Despite the Orwellian nature of her new novel, Hazards of Time Travel, Joyce Carol Oates imbued humor into her talk, mostly self-deprecating but always hitting its intended mark. The novel was originally supposed to be called Vicissitudes of Time Travel, though admittedly I had to look up the word; apparently it means “a change of circumstances or fortune.”

For a second, I forgot that a literary titan was standing in front of me; her talk was conversational, like going to grab coffee with an old high-school teacher or friend. Despite the oversaturation of dystopian novels (mainly in the young adult genre) Oates’s take on dystopia in a post-1984 world felt fresh amid a slew of Hunger Games knockoffs and Walking Dead wannabes. Her novel is centered around Adriane, a seventeen-year-old girl arrested after giving a controversial valedictorian speech at her high-school graduation. She is sent back to be “re-educated” in Wisconsin in 1959 (hence the “time travel” aspect).

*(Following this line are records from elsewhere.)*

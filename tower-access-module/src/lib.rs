// Copyright 2024 Wladimir Palant
//
// Licensed under the Apache License, Version 2.0 (the "License");
// you may not use this file except in compliance with the License.
// You may obtain a copy of the License at
//
// http://www.apache.org/licenses/LICENSE-2.0
//
// Unless required by applicable law or agreed to in writing, software
// distributed under the License is distributed on an "AS IS" BASIS,
// WITHOUT WARRANTIES OR CONDITIONS OF ANY KIND, either express or implied.
// See the License for the specific language governing permissions and
// limitations under the License.

//! # Access log for tower and axum
//!
//! [`AccessLogLayer`] produces an access event for each request and passes it to an
//! [`AccessContext`](access_context::AccessContext). The event is emitted once the response body
//! has been sent, so that the processing time and the number of bytes sent are known.
//!
//! ```rust
//! use access_context::{AccessContext, AccessLogSettings};
//! use axum::routing::get;
//! use axum::Router;
//! use std::sync::Arc;
//! use tower_access_module::{AccessLogLayer, ForwardedHeadersLayer, TeeLayer};
//!
//! let settings = AccessLogSettings::default();
//! let context = Arc::new(AccessContext::from_settings(&settings).unwrap().unwrap());
//! let conf = &settings.access_log;
//!
//! let app: Router = Router::new()
//!     .route("/", get(|| async { "Hello" }))
//!     .layer(TeeLayer::from_conf(&conf.tee_filter).unwrap())
//!     .layer(ForwardedHeadersLayer::new())
//!     .layer(AccessLogLayer::from_conf(context, conf));
//! ```
//!
//! The client address is taken from [`ConnectInfo`](axum::extract::ConnectInfo), either
//! [`SocketPair`] or [`std::net::SocketAddr`]. Only `SocketPair` makes the local port available.
//! Behind a reverse proxy [`ForwardedHeadersLayer`] provides the original client address, host,
//! port and protocol instead.
//!
//! Handlers can add attributes to the access event via [`request_attributes`] or by extracting
//! [`RequestAttributes`](access_event::RequestAttributes) as an extension. There is no session
//! support, session IDs are never logged.

mod connect;
mod forwarded;
mod layer;
mod source;
mod tee;
#[cfg(test)]
mod test_utils;

pub use connect::SocketPair;
pub use forwarded::{ForwardedHeadersLayer, ForwardedHeadersService};
pub use layer::{request_attributes, AccessLogBody, AccessLogLayer, AccessLogService};
pub use tee::{TeeBody, TeeLayer, TeeRequestBody, TeeService};
// Copyright 2024 Wladimir Palant
//
// Licensed under the Apache License, Version 2.0 (the "License");
// you may not use this file except in compliance with the License.
// You may obtain a copy of the License at
//
// http://www.apache.org/licenses/LICENSE-2.0
//
// Unless required by applicable law or agreed to in writing, software
// distributed under the License is distributed on an "AS IS" BASIS,
// WITHOUT WARRANTIES OR CONDITIONS OF ANY KIND, either express or implied.
// See the License for the specific language governing permissions and
// limitations under the License.

//! In-memory appender collecting events, meant for tests
//!
//! ```rust
//! use access_context::capture::EventsCapture;
//! use access_context::{Configurator, Environment};
//!
//! let capture = EventsCapture::new();
//! let configurator = Configurator::new(Environment::new())
//!     .with_appender("CaptureAppender", capture.factory());
//! ```

use access_event::{AccessEvent, AccessEventSource};
use parking_lot::Mutex;
use std::sync::atomic::{AtomicBool, Ordering};
use std::sync::Arc;

use crate::appender::Appender;
use crate::configurator::{BuildContext, Element};
use crate::Error;

#[derive(Debug, Default)]
struct Shared {
    events: Mutex<Vec<AccessEvent>>,
    stopped: AtomicBool,
}

/// Handle to the events collected by capture appenders
///
/// Clones share the same event list.
#[derive(Debug, Clone, Default)]
pub struct EventsCapture {
    shared: Arc<Shared>,
}

impl EventsCapture {
    /// Creates an empty capture
    pub fn new() -> Self {
        Self::default()
    }

    /// Creates an appender adding events to this capture
    pub fn appender(&self, name: impl Into<String>) -> Arc<dyn Appender> {
        Arc::new(CaptureAppender {
            name: name.into(),
            shared: self.shared.clone(),
        })
    }

    /// Produces a factory for configuration files, see
    /// [`Configurator::with_appender`](crate::Configurator::with_appender)
    pub fn factory(
        &self,
    ) -> impl Fn(&Element, &BuildContext<'_>) -> Result<Arc<dyn Appender>, Error> + Send + Sync {
        fn constrain<F>(factory: F) -> F
        where
            F: Fn(&Element, &BuildContext<'_>) -> Result<Arc<dyn Appender>, Error>,
        {
            factory
        }

        let capture = self.clone();
        constrain(move |element, _ctx| {
            Ok(capture.appender(element.attribute("name").unwrap_or("CAPTURE")))
        })
    }

    /// Copies of the events collected so far
    pub fn events(&self) -> Vec<AccessEvent> {
        self.shared.events.lock().clone()
    }

    /// Number of events collected so far
    pub fn len(&self) -> usize {
        self.shared.events.lock().len()
    }

    /// Checks whether no events were collected
    pub fn is_empty(&self) -> bool {
        self.shared.events.lock().is_empty()
    }

    /// Removes all collected events
    pub fn clear(&self) {
        self.shared.events.lock().clear();
    }

    /// Checks whether an appender of this capture was stopped
    pub fn is_stopped(&self) -> bool {
        self.shared.stopped.load(Ordering::Acquire)
    }
}

#[derive(Debug)]
struct CaptureAppender {
    name: String,
    shared: Arc<Shared>,
}

impl Appender for CaptureAppender {
    fn name(&self) -> &str {
        &self.name
    }

    fn append(&self, event: &dyn AccessEventSource) {
        let event = event.prepare_for_deferred_processing();
        self.shared.events.lock().push(event);
    }

    fn stop(&self) {
        self.shared.stopped.store(true, Ordering::Release);
    }
}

As an aspiring writer, I appreciated it when Oates started talking about how she made the conscious decision to have a “barer” style of prose. She described it as being transparent, like looking through a window, rather than ornate and admiring the image as Nabokov was so fond of doing.

I immensely enjoyed attending Joyce Carol Oates’s talk (and meeting her in person). I look forward to reading The Hazards of Time Travel in addition to the collection of her short stories, The Doll-Master and Other Tales of Terror.